## Material to process
###
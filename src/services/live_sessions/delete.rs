use actix_web::{HttpRequest, HttpResponse, Result as ActixResult};

use super::{LiveSessionService, load_hosted_session};
use crate::models::{ApiResponse, ErrorCode};
use crate::services::{current_user, internal_error, not_found};

pub async fn delete_session(
    service: &LiveSessionService,
    request: &HttpRequest,
    session_id: i64,
) -> ActixResult<HttpResponse> {
    let user = match current_user(request) {
        Ok(user) => user,
        Err(resp) => return Ok(resp),
    };
    let storage = service.get_storage(request);

    if let Err(resp) = load_hosted_session(&storage, session_id, &user).await {
        return Ok(resp);
    }

    match storage.delete_live_session(session_id).await {
        Ok(true) => Ok(HttpResponse::Ok().json(ApiResponse::success_empty("直播已删除"))),
        Ok(false) => Ok(not_found(ErrorCode::LiveSessionNotFound, "直播不存在")),
        Err(e) => Ok(internal_error("删除直播失败", e)),
    }
}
###
## Goal of the exercise
Report every line from the material above that mentions the word "HttpRequest".

## Task output
use actix_web::{HttpRequest, HttpResponse, Result as ActixResult};
    request: &HttpRequest,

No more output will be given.